As of October 1st, non-violent, non-serious, non-sex offenders are being sent to county jails instead of prison.
Some prisoners will call county jail home for a long time.
Before AB 109 the longest stay was one year.
Since October 1st, more than 40 men and women have been sentenced to multiple years in jail. Some will stay as long as 14 years.
La Quinta resident, Joan Parker says that's not right. "County jails are for the short term, not long term. It's a tough call but temporary, but 14 years no, no way, can you imagine, I mean the place will fill up in maybe a week!"
Riverside County has 3,904 jail beds. They are 87 percent full.
Chief Deputy Jerry Gutierrez said, "When you're dealing a more longer term inmate, we're dealing with more needs for rehabilitation, more needs for medical resources. The biggest impact is the compounding effect of month after month the overflow and dealing with that."

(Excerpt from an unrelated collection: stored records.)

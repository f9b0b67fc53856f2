// src/models/bitrix.rs
//
// Tipos do Bitrix: webhooks de saída (form-urlencoded) e respostas da API REST.

use std::collections::HashMap;

use serde::Deserialize;
use serde_json::{Map, Value};

use crate::common::error::AppError;

// --- WEBHOOKS (CRM -> nós) ---

// Segredos do bloco auth[...] que o Bitrix envia em todo webhook de saída.
// domain e endpoints também chegam, mas não são usados.
#[derive(Debug, Clone, Default, PartialEq)]
pub struct HookAuth {
    pub member_id: String,
    pub application_token: String,
}

impl HookAuth {
    fn from_form(form: &HashMap<String, String>) -> Self {
        let field = |key: &str| form.get(key).cloned().unwrap_or_default();
        Self {
            member_id: field("auth[member_id]"),
            application_token: field("auth[application_token]"),
        }
    }
}

/// Gatilho de mudança de etapa do deal.
#[derive(Debug, Clone, Default, PartialEq)]
pub struct DealHook {
    pub document_id: Vec<String>,
    pub auth: HookAuth,
}

impl DealHook {
    /// Lê `document_id[0]`, `document_id[1]`, ... e para no primeiro índice
    /// ausente. Índices depois do buraco são ignorados; um valor presente mas
    /// vazio é mantido e recusado depois por `deal_id_from_document`.
    pub fn from_form(form: &HashMap<String, String>) -> Self {
        let document_id = (0..)
            .map(|i| form.get(&format!("document_id[{i}]")))
            .map_while(|value| value.cloned())
            .collect();

        Self {
            document_id,
            auth: HookAuth::from_form(form),
        }
    }
}

/// Evento ONCRMTIMELINECOMMENTADD.
#[derive(Debug, Clone, Default, PartialEq)]
pub struct CommentHook {
    pub raw_comment_id: String,
    pub auth: HookAuth,
}

impl CommentHook {
    pub fn from_form(form: &HashMap<String, String>) -> Self {
        Self {
            raw_comment_id: form.get("data[FIELDS][ID]").cloned().unwrap_or_default(),
            auth: HookAuth::from_form(form),
        }
    }

    pub fn comment_id(&self) -> Result<i64, AppError> {
        self.raw_comment_id
            .trim()
            .parse::<i64>()
            .map_err(|_| AppError::BadRequest(format!("data[FIELDS][ID] inválido: '{}'", self.raw_comment_id)))
    }
}

/// Extrai o ID do deal de `["crm", "CCrmDocumentDeal", "DEAL_1001"]`.
pub fn deal_id_from_document(tokens: &[String]) -> Result<i64, AppError> {
    let token = tokens
        .get(2)
        .ok_or_else(|| AppError::BadRequest("document_id[2] ausente".into()))?;

    token
        .strip_prefix("DEAL_")
        .and_then(|id| id.parse::<i64>().ok())
        .ok_or_else(|| AppError::BadRequest(format!("document_id[2] inválido: '{token}'")))
}

// --- API REST (nós -> CRM) ---

// Envelope padrão das respostas do Bitrix.
#[derive(Debug, Deserialize)]
pub struct BitrixResponse<T> {
    pub result: Option<T>,
    pub error: Option<String>,
    pub error_description: Option<String>,
}

// `result` de crm.deal.add / crm.timeline.comment.add: o ID criado.
// O Bitrix às vezes devolve número, às vezes string.
#[derive(Debug, Deserialize)]
#[serde(untagged)]
pub enum CreatedId {
    Number(i64),
    Text(String),
}

impl CreatedId {
    pub fn as_i64(&self) -> Option<i64> {
        match self {
            CreatedId::Number(n) => Some(*n),
            CreatedId::Text(s) => s.trim().parse().ok(),
        }
    }
}

#[derive(Debug, Clone, Copy, PartialEq, Eq)]
pub struct CrmId {
    pub id: i64,
}

/// Deal visto pelo CRM. Todos os valores chegam como string.
#[derive(Debug, Clone, Default, PartialEq)]
pub struct LeadView {
    pub id: String,
    pub status: String,
    pub category_id: String,
    pub internet_payment: String,
    pub cleaning_payment: String,
    pub shipping_payment: String,
}

/// Códigos dos campos de usuário (UF_CRM_*) que guardam as recompensas.
#[derive(Debug, Clone, PartialEq)]
pub struct RewardFieldCodes {
    pub internet: String,
    pub cleaning: String,
    pub shipping: String,
}

impl LeadView {
    pub fn from_deal(deal: &Map<String, Value>, fields: &RewardFieldCodes) -> Self {
        let text = |key: &str| deal.get(key).map(scalar_to_string).unwrap_or_default();
        Self {
            id: text("ID"),
            status: text("STAGE_ID"),
            category_id: text("CATEGORY_ID"),
            internet_payment: text(fields.internet.as_str()),
            cleaning_payment: text(fields.cleaning.as_str()),
            shipping_payment: text(fields.shipping.as_str()),
        }
    }
}

#[derive(Debug, Clone, Default, PartialEq)]
pub struct CommentView {
    pub entity_id: String,
    pub comment: String,
}

impl CommentView {
    pub fn from_result(result: &Map<String, Value>) -> Self {
        let text = |key: &str| result.get(key).map(scalar_to_string).unwrap_or_default();
        Self {
            entity_id: text("ENTITY_ID"),
            comment: text("COMMENT"),
        }
    }
}

// null -> "", número -> "150.5", string -> ela mesma.
fn scalar_to_string(value: &Value) -> String {
    match value {
        Value::Null => String::new(),
        Value::String(s) => s.clone(),
        Value::Number(n) => n.to_string(),
        Value::Bool(b) => b.to_string(),
        other => other.to_string(),
    }
}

Riverside County jail officials estimate that by January 2012 they will be out of beds for new inmates.
Desert resident, Mike Casey said, "They'll probably do what they've done in the past they'll start letting out people much earlier or not even sentence them to jail."
College of the Desert student, Devein Baldwin said there is a different answer to the overcrowding. "We should focus more on building more rehabilitation centers than building more jails."
Jail officials say once they reach capacity they will have three options: house arrest, contract with the Department of Corrections to take inmates else where, or the last resort--federal release of prisoners.
We asked who's this is going to end up costing.
Chief Deputy Gutierrez said, "Well it's going to end up costing the taxpayer obviously, the way it works right now is the state of California has allocated monies to each county."
Those funds will only last for nine months.
It costs a little over 100 dollars a day to house an inmate in a Riverside County jail. Now some prisoners will have an extended stay of thousands of days.